What I want to do is find all unique sequences and their reads. Regarding the unique sequence, two-digit differences are allowed.
For example:
12344
12344
12334
1234
123444
are considered as the same sequence and the original sequence is 1234 and the associated read is 5.
I want to accomplish this in python and only basic python packages are allowed: numpy, pandas, etc.
EDIT
the real case is DNA sequence. For a simple DNA sequence ATGCTAGC, due to reading errors, the output of this actual sequence might be:
ATGCTAG(deleted), ATGCTAGG(altered), ATGCTAGCG(insertion), ATGCTAGC(unchanged).
These four sequences are considered the same sequence, and read is the time of appearance.
As it is, the problem isn't defined well enough - it is underconstrained.
(I'm going to be using case-sensitive sequences of [A-Za-z] for examples, since using unique characters makes the reasoning easier, but the same things apply to [1-4] and [ACGT] as well; For the same reason, I'm allowing only single-character differences in the examples. When I include a number in parenthesis after a sequence, it denotes the read)
Just a few examples off the top of my head:
For {ABCD, ABCE}, which one should be selected as the real sequence? By random?
What about {ABCD, ABCE, ABCE}? Is random still okay?
For {ABCD, ABCE, ABED}, should ABCD(3) be selected, since there's a single-letter difference between it and the other two, even though there's a two-letter difference between ABCE and ABED?
For {ABCE, ABED}, should ABCD(2) be selected, since there's a single-letter difference between it and the other two, even though the sequence doesn't exist in the input itself?
For {ABCD, ABCZ, ABYZ}, should ABCZ(3) be selected? Why not {ABCD(2), ABYZ(2)}?
For {ABCD, ABCZ, ABYZ, AXYZ}, should {ABCD(2), AXYZ(2)} be selected? Why not {ABCZ(3), ABYZ(3)}? (Or maybe you want it to chain, so you'd get a read of 4, even though the maximum difference is already 3 letters?)

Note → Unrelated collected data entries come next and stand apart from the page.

//! Plugin resolution.
//!
//! Plugins extend the manifest helper surface, so the declared plugin set
//! must be resolved and registered with the evaluator before any workspace
//! or project manifest is evaluated. Failing to resolve a declared plugin
//! is fatal: manifests may not evaluate without it.

use std::path::{Path, PathBuf};
use std::sync::Arc;

use miette::Diagnostic;
use thiserror::Error;

use crate::config::ToolConfig;
use crate::core::manifest::PluginManifest;
use crate::manifests::evaluator::{EvaluationError, PLUGIN_MANIFEST};
use crate::manifests::loader::CachedManifestLoader;

/// Error resolving the declared plugin set.
#[derive(Debug, Error, Diagnostic)]
pub enum PluginError {
    #[error("plugin manifest not found at `{}`", .path.display())]
    #[diagnostic(
        code(gantry::plugins::not_found),
        help("Check the plugin path declared in Gantry.toml")
    )]
    NotFound { path: PathBuf },

    #[error(transparent)]
    Load(#[from] EvaluationError),
}

/// The resolved plugin set.
#[derive(Debug, Clone, Default)]
pub struct Plugins {
    manifests: Vec<PluginManifest>,
}

impl Plugins {
    /// Create a plugin set from resolved manifests.
    pub fn new(manifests: Vec<PluginManifest>) -> Self {
        Plugins { manifests }
    }

    /// The resolved plugin manifests, in declaration order.
    pub fn manifests(&self) -> &[PluginManifest] {
        &self.manifests
    }

    /// Check if no plugins are declared.
    pub fn is_empty(&self) -> bool {
        self.manifests.is_empty()
    }
}

/// Resolves declared plugins to their manifests.
pub struct PluginService {
    loader: Arc<CachedManifestLoader>,
}

impl PluginService {
    /// Create a plugin service.
    pub fn new(loader: Arc<CachedManifestLoader>) -> Self {
        PluginService { loader }
    }

    /// Resolve every plugin declared in the configuration.
    ///
    /// Safe to call more than once for the same root: resolution goes
    /// through the load cache and registration downstream is idempotent.
    pub fn load_plugins(&self, root: &Path, config: &ToolConfig) -> Result<Plugins, PluginError> {
        let mut manifests = Vec::with_capacity(config.plugins.len());

        for declaration in &config.plugins {
            let manifest_path = root.join(&declaration.path).join(PLUGIN_MANIFEST);
            if !manifest_path.is_file() {
                return Err(PluginError::NotFound {
                    path: manifest_path,
                });
            }
            let manifest = self.loader.load_plugin(&manifest_path)?;
            tracing::debug!(plugin = %manifest.name, "resolved plugin");
            manifests.push(manifest);
        }

        Ok(Plugins::new(manifests))
    }
}

#[cfg(test)]
mod tests {
    use super::*;
    use crate::config::PluginDeclaration;
    use crate::manifests::evaluator::TomlEvaluator;
    use tempfile::TempDir;

    fn service() -> PluginService {
        PluginService::new(Arc::new(CachedManifestLoader::new(Arc::new(
            TomlEvaluator::new(),
        ))))
    }

    #[test]
    fn test_resolves_declared_plugins() {
        let tmp = TempDir::new().unwrap();
        let plugin_dir = tmp.path().join("Plugins/Signing");
        std::fs::create_dir_all(&plugin_dir).unwrap();
        std::fs::write(
            plugin_dir.join(PLUGIN_MANIFEST),
            r#"
name = "signing-plugin"
helpers = ["signing"]
"#,
        )
        .unwrap();

        let config = ToolConfig {
            plugins: vec![PluginDeclaration {
                path: "Plugins/Signing".into(),
            }],
        };

        let plugins = service().load_plugins(tmp.path(), &config).unwrap();
        assert_eq!(plugins.manifests().len(), 1);
        assert_eq!(plugins.manifests()[0].name, "signing-plugin");
    }

    #[test]
    fn test_unresolvable_plugin_is_fatal() {
        let tmp = TempDir::new().unwrap();
        let config = ToolConfig {
            plugins: vec![PluginDeclaration {
                path: "Plugins/Missing".into(),
            }],
        };

        assert!(matches!(
            service().load_plugins(tmp.path(), &config),
            Err(PluginError::NotFound { .. })
        ));
    }
}
//! Graph assembly.
//!
//! Builds the final graph from the mapper-transformed workspace and
//! project set: one node per target, edges per resolved dependency.
//! Purely structural; no I/O, no caching across calls.

use crate::core::graph::{Graph, GraphNode};
use crate::core::project::Project;
use crate::core::workspace::Workspace;

/// Assembles the dependency graph from the resolved model.
#[derive(Debug, Clone, Copy, Default)]
pub struct GraphLoader;

impl GraphLoader {
    /// Create a loader.
    pub fn new() -> Self {
        GraphLoader
    }

    /// Assemble the graph. Idempotent: the same input always produces the
    /// same nodes and edges.
    pub fn load_workspace(&self, workspace: Workspace, projects: Vec<Project>) -> Graph {
        let mut graph = Graph::new(workspace);

        for project in projects {
            graph.add_project(project);
        }

        // Edges are added after every node exists, so cross-project
        // references resolve regardless of project order.
        let edges: Vec<(GraphNode, GraphNode)> = graph
            .targets()
            .flat_map(|(project, target)| {
                let from = GraphNode::target(&project.path, &target.name);
                let mut edges: Vec<(GraphNode, GraphNode)> = target
                    .dependencies
                    .iter()
                    .map(|dependency| (from.clone(), dependency_node(&project.path, dependency)))
                    .collect();
                // A test bundle implicitly depends on the target hosting it.
                if let Some(host) = &target.test_host {
                    edges.push((from, GraphNode::target(&project.path, host)));
                }
                edges
            })
            .collect();

        for (from, to) in edges {
            graph.add_edge(from, to);
        }

        tracing::debug!(
            nodes = graph.len(),
            projects = graph.projects().count(),
            "graph assembled"
        );
        graph
    }
}

fn dependency_node(
    project_path: &std::path::Path,
    dependency: &crate::core::dependency::TargetDependency,
) -> GraphNode {
    use crate::core::dependency::TargetDependency;

    match dependency {
        TargetDependency::Target { name } => GraphNode::target(project_path, name),
        TargetDependency::Project { target, path } => GraphNode::target(path, target),
        TargetDependency::ExternalProduct { product } => GraphNode::external_product(product),
    }
}

#[cfg(test)]
mod tests {
    use super::*;
    use crate::core::dependency::TargetDependency;
    use crate::core::target::{ProductKind, Target};

    fn workspace() -> Workspace {
        Workspace::new("/ws", "ws")
    }

    #[test]
    fn test_assembles_nodes_and_edges() {
        let projects = vec![
            Project::new("/ws/App", "App").with_target(
                Target::new("App", ProductKind::App)
                    .with_dependency(TargetDependency::project("Lib", "/ws/Lib"))
                    .with_dependency(TargetDependency::external_product("Stream")),
            ),
            Project::new("/ws/Lib", "Lib")
                .with_target(Target::new("Lib", ProductKind::Framework)),
        ];

        let graph = GraphLoader::new().load_workspace(workspace(), projects);

        assert_eq!(graph.len(), 3);
        assert!(graph.contains_edge(
            &GraphNode::target("/ws/App", "App"),
            &GraphNode::target("/ws/Lib", "Lib"),
        ));
        assert!(graph.contains_edge(
            &GraphNode::target("/ws/App", "App"),
            &GraphNode::external_product("Stream"),
        ));
        assert_eq!(graph.external_products(), vec!["Stream"]);
    }

    #[test]
    fn test_test_host_edge_is_implicit() {
        let mut tests = Target::new("AppTests", ProductKind::UnitTests);
        tests.test_host = Some("App".to_string());

        let projects = vec![Project::new("/ws/App", "App")
            .with_target(Target::new("App", ProductKind::App))
            .with_target(tests)];

        let graph = GraphLoader::new().load_workspace(workspace(), projects);
        assert!(graph.contains_edge(
            &GraphNode::target("/ws/App", "AppTests"),
            &GraphNode::target("/ws/App", "App"),
        ));
    }

    #[test]
    fn test_assembly_is_idempotent() {
        let projects = || {
            vec![
                Project::new("/ws/App", "App").with_target(
                    Target::new("App", ProductKind::App)
                        .with_dependency(TargetDependency::project("Lib", "/ws/Lib")),
                ),
                Project::new("/ws/Lib", "Lib")
                    .with_target(Target::new("Lib", ProductKind::Framework)),
            ]
        };

        let first = GraphLoader::new().load_workspace(workspace(), projects());
        let second = GraphLoader::new().load_workspace(workspace(), projects());

        assert_eq!(first.len(), second.len());
        for (project, target) in first.targets() {
            let node = GraphNode::target(&project.path, &target.name);
            assert_eq!(
                first.direct_dependencies(&node),
                second.direct_dependencies(&node)
            );
        }
    }
}
//! Core data structures for the resolution engine.
//!
//! This module contains the foundational types:
//! - Raw manifests as returned by the evaluator, and the manifest set
//! - The resolved Project/Target/Dependency model
//! - Settings for the external dependency surface
//! - The assembled graph handed to downstream consumers

pub mod dependency;
pub mod graph;
pub mod manifest;
pub mod project;
pub mod settings;
pub mod target;
pub mod workspace;

pub use dependency::TargetDependency;
pub use graph::{Graph, GraphNode};
pub use manifest::{
    DependencyManifest, ManifestSet, PackageManifest, PluginManifest, ProjectManifest,
    RawManifest, SchemeManifest, TargetManifest, WorkspaceManifest,
};
pub use project::{Project, ProjectOptions};
pub use settings::PackageSettings;
pub use target::{ProductKind, Target};
pub use workspace::{Scheme, Workspace, WorkspaceWithProjects};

In the comments, you said:
I am just listing a very simple example, the real case is much longer.
How long? What's the minimum length? (What's the maximum?) It's relevant information.
And finally - before I get to the meat of the problem - what are you doing this for? If it's just for learning - as a personal exercise - that's fine. But if you're actually doing some real research: For all that is good and holy, please research existing tools/libraries for dealing with DNA sequences and/or enlist the help of someone who is familiar with those. I'm sure there are heaps of tools available that can do better and faster, than what I'm about to present. That being said...
Let's look at this logically. If you have a big collection of strings, and you want to quickly find if it contains a specific string, you'd use a set (or a dictionary, if there's associated data). The problem, of course, is that you don't want to find only exact matches. But since the number of allowed errors is constrained and extremely small, there are some easy workarounds.
For one, you could just generate all the possible sequences with the allowable amount of error, and try to lookup each of them - but that really only makes sense if the if the strings are short and there's only one allowable error, since the amount of possible error combinations scales up really fast.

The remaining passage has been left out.